The persistence approach used in gretel-synthetics relies on Python's pickle protocol (inherited from SDV's BaseTabularModel.save()) for saving, and provides an enhanced load_v2() method that uses a custom unpickler to handle cross-device loading.
Usage
Use model persistence when:
- Training is expensive and you want to reuse a trained model across sessions
- Deploying a trained model to a different environment (e.g., from GPU training server to CPU inference server)
- Sharing a trained model between team members
- Creating checkpoints during experimentation
Theoretical Basis
Serialization Strategy
The save/load cycle follows this pattern:
Save:
1. Temporarily set epoch_callback to None (non-picklable)
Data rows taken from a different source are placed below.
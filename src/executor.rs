//! Runs an expanded syntax tree.
//!
//! A pipeline runs every stage at once on its own thread, linked by OS pipes, so a
//! stage producing more output than a pipe holds simply blocks until the next stage
//! reads it. Stages never touch the [`Environment`]: each one gets an owned snapshot
//! of the variables it should see.

use crate::ast::{Command, Node};
use crate::command::{ExitCode, Registry, Stdin, Stdout, Streams};
use crate::env::Environment;
use crate::external::{ExternalError, run_external};
use std::collections::HashMap;
use std::io::Write;
use thiserror::Error;

#[derive(Debug, Error)]
pub enum ExecError {
    #[error("command {name} exited with code {code}")]
    CommandFailed { name: String, code: ExitCode },
    #[error("external command failed: {0}")]
    External(#[from] ExternalError),
    #[error("empty pipeline")]
    EmptyPipeline,
    #[error("failed to create pipe: {0}")]
    Pipe(#[source] std::io::Error),
    #[error("pipeline stage {0} panicked")]
    StagePanicked(usize),
}

/// Dispatches commands to builtins from a [`Registry`] or to external programs.
pub struct Executor<'r> {
    registry: &'r Registry,
}

impl<'r> Executor<'r> {
    pub fn new(registry: &'r Registry) -> Self {
        Self { registry }
    }

    /// Run `node` with the process's real standard input and output.
    pub fn execute(&self, node: &Node, env: &mut Environment) -> Result<(), ExecError> {
        self.execute_with(node, env, Streams::inherited())
    }

    /// Run `node` reading from `streams.stdin` and writing to `streams.stdout`.
    ///
    /// For a pipeline these are the first stage's input and the last stage's output.
    /// Only a standalone assignment (`X=5`) changes `env` for good; the assignments of a
    /// command are undone when it finishes, whether it succeeded or not.
    ///
    /// External programs can only be wired to streams backed by a file descriptor. An
    /// in-memory stream such as [`MemReader`](crate::MemReader) or
    /// [`MemWriter`](crate::MemWriter) reaches an external stage as `Stdio::null()`, so
    /// its input is empty and its output is discarded. Standard error is never
    /// redirected.
    pub fn execute_with(
        &self,
        node: &Node,
        env: &mut Environment,
        streams: Streams,
    ) -> Result<(), ExecError> {
        match node {
            Node::Command(cmd) => self.execute_command(cmd, env, streams),
            Node::Pipeline(pipeline) => self.execute_pipeline(&pipeline.stages, env, streams),
        }
    }

    fn execute_command(
        &self,
        cmd: &Command,
        env: &mut Environment,
        streams: Streams,
    ) -> Result<(), ExecError> {
        let mut scope = env.scope();
        for assignment in &cmd.assignments {
            scope.set(&assignment.name, &assignment.value.value);
        }

        if cmd.is_standalone_assignment() {
            scope.persist();
            return Ok(());
        }

        let vars = scope.vars();
        self.run_stage(cmd, &vars, streams.stdin, streams.stdout)
    }

    fn execute_pipeline(
        &self,
        stages: &[Command],
        env: &mut Environment,
        streams: Streams,
    ) -> Result<(), ExecError> {
        if stages.is_empty() {
            return Err(ExecError::EmptyPipeline);
        }

        let views: Vec<HashMap<String, String>> = stages
            .iter()
            .map(|stage| {
                let mut scope = env.scope();
                for assignment in &stage.assignments {
                    scope.set(&assignment.name, &assignment.value.value);
                }
                scope.vars()
            })
            .collect();

        let Streams { stdin, stdout } = streams;
        let mut inputs: Vec<Box<dyn Stdin>> = Vec::with_capacity(stages.len());
        let mut outputs: Vec<Box<dyn Stdout>> = Vec::with_capacity(stages.len());
        inputs.push(stdin);
        for _ in 1..stages.len() {
            let (reader, writer) = std::io::pipe().map_err(ExecError::Pipe)?;
            outputs.push(Box::new(writer));
            inputs.push(Box::new(reader));
        }
        outputs.push(stdout);

        let last = stages.len() - 1;
        std::thread::scope(|s| {
            let handles: Vec<_> = stages
                .iter()
                .zip(&views)
                .zip(inputs.into_iter().zip(outputs))
                .enumerate()
                .map(|(i, ((cmd, vars), (stdin, stdout)))| {
                    tracing::debug!(stage = i, command = %cmd, "starting pipeline stage");
                    s.spawn(move || self.run_stage(cmd, vars, stdin, stdout))
                })
                .collect();

            let mut result = Ok(());
            for (i, handle) in handles.into_iter().enumerate() {
                let outcome = handle
                    .join()
                    .unwrap_or_else(|_| Err(ExecError::StagePanicked(i)));
                if i == last {
                    result = outcome;
                } else if let Err(e) = outcome {
                    tracing::debug!(stage = i, error = %e, "ignoring failure of upstream stage");
                }
            }
            result
        })
    }

    /// Run one command to completion, consuming (and so closing) its streams.
    fn run_stage(
        &self,
        cmd: &Command,
        vars: &HashMap<String, String>,
        mut stdin: Box<dyn Stdin>,
        mut stdout: Box<dyn Stdout>,
    ) -> Result<(), ExecError> {
        if cmd.is_standalone_assignment() {
            // inside a pipeline the bindings have nowhere to persist
            return Ok(());
        }

        let args = cmd.arg_values();
        let Some(builtin) = self.registry.get(&cmd.name) else {
            return Ok(run_external(&cmd.name, &args, vars, stdin, stdout)?);
        };

        tracing::debug!(name = %cmd.name, ?args, "running builtin");
        let code = builtin.execute(
            &args,
            vars,
            &mut stdin,
            &mut stdout,
            &mut std::io::stderr(),
        );
        let code = match stdout.flush() {
            Ok(()) => code,
            Err(e) => {
                tracing::warn!(name = %cmd.name, error = %e, "failed to flush builtin output");
                if code == 0 { 1 } else { code }
            }
        };
        if code == 0 {
            Ok(())
        } else {
            Err(ExecError::CommandFailed {
                name: cmd.name.clone(),
                code,
            })
        }
    }
}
2. Pickle the entire ACTGAN object (including SDV metadata, DataTransformer,
ACTGANSynthesizer with Generator weights, all hyperparameters)
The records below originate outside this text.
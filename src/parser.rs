use crate::ast::{Argument, Assignment, Command, Node, Pipeline, Quoting};
use crate::lexer::{Token, TokenKind};
use thiserror::Error;

/// Errors that can occur while building the syntax tree.
#[derive(Debug, Error, Clone, PartialEq, Eq)]
pub enum ParseError {
    /// The line contained no tokens at all.
    #[error("empty command")]
    Empty,
    /// A `|` with nothing in front of it (e.g. `| cmd` or `a | | b`).
    #[error("empty command before pipe")]
    EmptyBeforePipe,
    /// A trailing `|` with nothing after it.
    #[error("empty command after pipe")]
    EmptyAfterPipe,
    /// `NAME=` was the last token of its command.
    #[error("assignment without value")]
    AssignmentWithoutValue,
    /// `NAME=` was followed by something that cannot be a value.
    #[error("invalid assignment value")]
    InvalidAssignmentValue,
    /// A segment produced neither a name nor an assignment.
    #[error("command name or assignment is required")]
    MissingCommand,
}

struct AstBuilder {
    tokens: Vec<Token>,
    pos: usize,
}

impl AstBuilder {
    fn from(tokens: Vec<Token>) -> Self {
        AstBuilder { tokens, pos: 0 }
    }

    fn build_ast(mut self) -> Result<Node, ParseError> {
        if self.tokens.is_empty() {
            return Err(ParseError::Empty);
        }

        let mut stages = self.parse_pipeline()?;
        if stages.len() == 1 {
            Ok(Node::Command(stages.remove(0)))
        } else {
            Ok(Node::Pipeline(Pipeline { stages }))
        }
    }

    fn peek(&self) -> Option<&Token> {
        self.tokens.get(self.pos)
    }

    fn consume(&mut self) -> Option<Token> {
        let token = self.tokens.get(self.pos).cloned();
        if token.is_some() {
            self.pos += 1;
        }
        token
    }

    fn at_pipe(&self) -> bool {
        matches!(self.peek(), Some(t) if t.kind == TokenKind::Pipe)
    }

    /// Parse a pipeline: command ('|' command)*
    fn parse_pipeline(&mut self) -> Result<Vec<Command>, ParseError> {
        let mut stages = Vec::new();
        loop {
            if self.at_pipe() {
                return Err(ParseError::EmptyBeforePipe);
            }
            stages.push(self.parse_command()?);

            if !self.at_pipe() {
                break;
            }
            self.consume(); // the '|'
            if self.peek().is_none() {
                return Err(ParseError::EmptyAfterPipe);
            }
        }
        Ok(stages)
    }

    /// Parse one segment: any mix of assignments and words up to a pipe or the end.
    fn parse_command(&mut self) -> Result<Command, ParseError> {
        let mut command = Command::default();

        while let Some(kind) = self.peek().map(|t| t.kind) {
            match kind {
                TokenKind::Pipe => break,
                TokenKind::Assign => {
                    let assignment = self.parse_assignment()?;
                    command.assignments.push(assignment);
                }
                _ => {
                    let Some(token) = self.consume() else { break };
                    if command.name.is_empty() {
                        command.name = token.text;
                    } else {
                        command.args.push(Self::token_to_argument(token)?);
                    }
                }
            }
        }

        if command.name.is_empty() && command.assignments.is_empty() {
            return Err(ParseError::MissingCommand);
        }
        Ok(command)
    }

    /// Parse an assignment: ASSIGN value
    fn parse_assignment(&mut self) -> Result<Assignment, ParseError> {
        let name = match self.consume() {
            Some(token) => token.text,
            None => return Err(ParseError::AssignmentWithoutValue),
        };

        let value = match self.peek() {
            None => return Err(ParseError::AssignmentWithoutValue),
            Some(t) if t.kind == TokenKind::Pipe => {
                return Err(ParseError::AssignmentWithoutValue);
            }
            Some(_) => match self.consume() {
                Some(token) => Self::token_to_argument(token)?,
                None => return Err(ParseError::AssignmentWithoutValue),
            },
        };

        Ok(Assignment { name, value })
    }

    fn token_to_argument(token: Token) -> Result<Argument, ParseError> {
        let quoting = match token.kind {
            TokenKind::Word => Quoting::None,
            TokenKind::SingleQuoted => Quoting::Single,
            TokenKind::DoubleQuoted => Quoting::Double,
            TokenKind::Assign | TokenKind::Pipe => {
                return Err(ParseError::InvalidAssignmentValue);
            }
        };
        Ok(Argument::new(token.text, quoting))
    }
}

/// Build the syntax tree for one line of tokens.
///
/// A single segment comes back as [`Node::Command`]; two or more segments separated by
/// pipes come back as a [`Node::Pipeline`].
///
/// # Errors
/// Returns a [`ParseError`] for empty input, empty pipeline segments, and malformed
/// assignments.
pub fn parse(tokens: Vec<Token>) -> Result<Node, ParseError> {
    AstBuilder::from(tokens).build_ast()
}
//! Event dispatcher used for view creators and composers.
//!
//! Listeners are registered against an event name or a wildcard pattern ending
//! in `*` (`"composing: *"`, `"composing: admin.*"`). Each listener receives the
//! event name and a mutable payload, which for view events is the view data.
//!
//! Queued listeners hand the payload to an injected [`QueueDispatcher`] instead
//! of running in-process. The dispatcher is always constructible without a
//! queue; a missing queue only surfaces as [`ViewError::QueueUnavailable`]
//! when a queued listener actually fires.

use std::fmt;
use std::sync::{Arc, RwLock};

use tracing::{debug, trace};

use crate::error::ViewError;
use crate::ViewData;

/// Callback invoked with the event name and its mutable payload.
pub type ListenerFn = dyn Fn(&str, &mut ViewData) + Send + Sync;

/// Capability for deferring events to a queue.
pub trait QueueDispatcher: Send + Sync {
    /// Enqueues `payload` for `event`.
    fn push(
        &self,
        event: &str,
        payload: ViewData,
    ) -> Result<(), Box<dyn std::error::Error + Send + Sync>>;
}

#[derive(Clone)]
enum Listener {
    Sync(Arc<ListenerFn>),
    Queued,
}

/// Dispatches named events to registered listeners.
#[derive(Default)]
pub struct Dispatcher {
    listeners: RwLock<Vec<(String, Listener)>>,
    queue: Option<Arc<dyn QueueDispatcher>>,
}

impl Dispatcher {
    pub fn new() -> Self {
        Self::default()
    }

    /// Injects the queue capability used by queued listeners.
    pub fn with_queue(mut self, queue: Arc<dyn QueueDispatcher>) -> Self {
        self.queue = Some(queue);
        self
    }

    pub fn has_queue(&self) -> bool {
        self.queue.is_some()
    }

    /// Registers a listener for an event name or `*`-suffixed pattern.
    pub fn listen<F>(&self, pattern: impl Into<String>, listener: F)
    where
        F: Fn(&str, &mut ViewData) + Send + Sync + 'static,
    {
        let pattern = pattern.into();
        debug!(pattern = %pattern, "listener registered");
        self.write()
            .push((pattern, Listener::Sync(Arc::new(listener))));
    }

    /// Registers a listener that forwards matching events to the queue.
    pub fn listen_queued(&self, pattern: impl Into<String>) {
        let pattern = pattern.into();
        debug!(pattern = %pattern, "queued listener registered");
        self.write().push((pattern, Listener::Queued));
    }

    /// Whether any listener matches `event`.
    pub fn has_listeners(&self, event: &str) -> bool {
        self.read()
            .iter()
            .any(|(pattern, _)| matches_event(pattern, event))
    }

    /// Removes every listener registered under exactly `pattern`.
    pub fn forget(&self, pattern: &str) {
        self.write().retain(|(p, _)| p != pattern);
    }

    /// Runs every matching listener in registration order.
    ///
    /// Stops at the first queued listener that cannot be delivered.
    pub fn dispatch(&self, event: &str, payload: &mut ViewData) -> Result<(), ViewError> {
        // Snapshot so listeners may register further listeners.
        let listeners: Vec<Listener> = self
            .read()
            .iter()
            .filter(|(pattern, _)| matches_event(pattern, event))
            .map(|(_, listener)| listener.clone())
            .collect();

        if listeners.is_empty() {
            return Ok(());
        }
        trace!(event, count = listeners.len(), "dispatching event");

        for listener in listeners {
            match listener {
                Listener::Sync(f) => f(event, payload),
                Listener::Queued => self.push(event, payload.clone())?,
            }
        }
        Ok(())
    }

    /// Sends `payload` straight to the queue.
    pub fn push(&self, event: &str, payload: ViewData) -> Result<(), ViewError> {
        let queue = self
            .queue
            .as_ref()
            .ok_or_else(|| ViewError::QueueUnavailable {
                event: event.to_string(),
            })?;
        queue.push(event, payload).map_err(|e| ViewError::Queue {
            event: event.to_string(),
            message: e.to_string(),
        })
    }

    fn read(&self) -> std::sync::RwLockReadGuard<'_, Vec<(String, Listener)>> {
        self.listeners
            .read()
            .unwrap_or_else(|poisoned| poisoned.into_inner())
    }

    fn write(&self) -> std::sync::RwLockWriteGuard<'_, Vec<(String, Listener)>> {
        self.listeners
            .write()
            .unwrap_or_else(|poisoned| poisoned.into_inner())
    }
}

impl fmt::Debug for Dispatcher {
    fn fmt(&self, f: &mut fmt::Formatter<'_>) -> fmt::Result {
        let patterns: Vec<String> = self.read().iter().map(|(p, _)| p.clone()).collect();
        f.debug_struct("Dispatcher")
            .field("listeners", &patterns)
            .field("queue", &self.queue.is_some())
            .finish()
    }
}

fn matches_event(pattern: &str, event: &str) -> bool {
    match pattern.strip_suffix('*') {
        Some(prefix) => event.starts_with(prefix),
        None => pattern == event,
    }
}

#[cfg(test)]
mod tests {
    use super::*;
    use serde_json::json;
    use std::sync::Mutex;

    #[derive(Default)]
    struct RecordingQueue {
        pushed: Mutex<Vec<(String, ViewData)>>,
    }

    impl QueueDispatcher for RecordingQueue {
        fn push(
            &self,
            event: &str,
            payload: ViewData,
        ) -> Result<(), Box<dyn std::error::Error + Send + Sync>> {
            self.pushed.lock().unwrap().push((event.to_string(), payload));
            Ok(())
        }
    }

    #[test]
    fn test_wildcard_matching() {
        assert!(matches_event("composing: *", "composing: home"));
        assert!(matches_event("composing: admin.*", "composing: admin.users"));
        assert!(!matches_event("composing: admin.*", "composing: home"));
        assert!(matches_event("creating: home", "creating: home"));
        assert!(!matches_event("creating: home", "creating: homepage"));
    }

    #[test]
    fn test_listeners_mutate_payload_in_order() {
        let events = Dispatcher::new();
        events.listen("composing: *", |_, data| {
            data.insert("seen".into(), json!(1));
        });
        events.listen("composing: home", |name, data| {
            let seen = data["seen"].as_i64().unwrap_or(0);
            data.insert("seen".into(), json!(seen + 1));
            data.insert("event".into(), json!(name));
        });

        let mut payload = ViewData::new();
        events.dispatch("composing: home", &mut payload).unwrap();

        assert_eq!(payload["seen"], json!(2));
        assert_eq!(payload["event"], json!("composing: home"));
    }

    #[test]
    fn test_forget_removes_pattern() {
        let events = Dispatcher::new();
        events.listen("creating: home", |_, _| {});
        assert!(events.has_listeners("creating: home"));

        events.forget("creating: home");
        assert!(!events.has_listeners("creating: home"));
    }

    #[test]
    fn test_missing_queue_fails_only_when_queued() {
        let events = Dispatcher::new();
        assert!(!events.has_queue());

        let mut payload = ViewData::new();
        events.dispatch("creating: home", &mut payload).unwrap();

        events.listen_queued("creating: *");
        let err = events.dispatch("creating: home", &mut payload).unwrap_err();
        assert!(matches!(err, ViewError::QueueUnavailable { ref event } if event == "creating: home"));
    }

    #[test]
    fn test_queued_listener_pushes_payload() {
        let queue = Arc::new(RecordingQueue::default());
        let events = Dispatcher::new().with_queue(queue.clone());
        events.listen_queued("creating: *");

        let mut payload = ViewData::new();
        payload.insert("id".into(), json!(7));
        events.dispatch("creating: home", &mut payload).unwrap();

        let pushed = queue.pushed.lock().unwrap();
        assert_eq!(pushed.len(), 1);
        assert_eq!(pushed[0].0, "creating: home");
        assert_eq!(pushed[0].1["id"], json!(7));
    }
}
3. Restore epoch_callback on the live object for continued use
Load (v2):
1. Determine current device (CUDA if available, else CPU)
2. Open the pickle file
3. Use a patched unpickler that intercepts torch.storage._load_from_bytes
and applies map_location to redirect tensor storage to the current device
4. After unpickling, call set_device() on the synthesizer to move all
network parameters to the determined device
Cross-Device Loading
The core challenge is that PyTorch's default pickle handling stores tensors with their original device information. The patched unpickler solves this:
Standard pickle: torch.storage._load_from_bytes(b) -> loads to original device
Patched pickle: torch.load(BytesIO(b), map_location=target_device) -> loads to target device
This allows a model trained on cuda:0 to be loaded on cpu without errors.
What Is Not Saved
The following components are deliberately excluded from the serialized model:
- epoch_callback: Callback functions are typically closures or lambda functions that reference external state and cannot be reliably pickled. They are set to
Nonebefore saving and must be re-attached after loading if needed.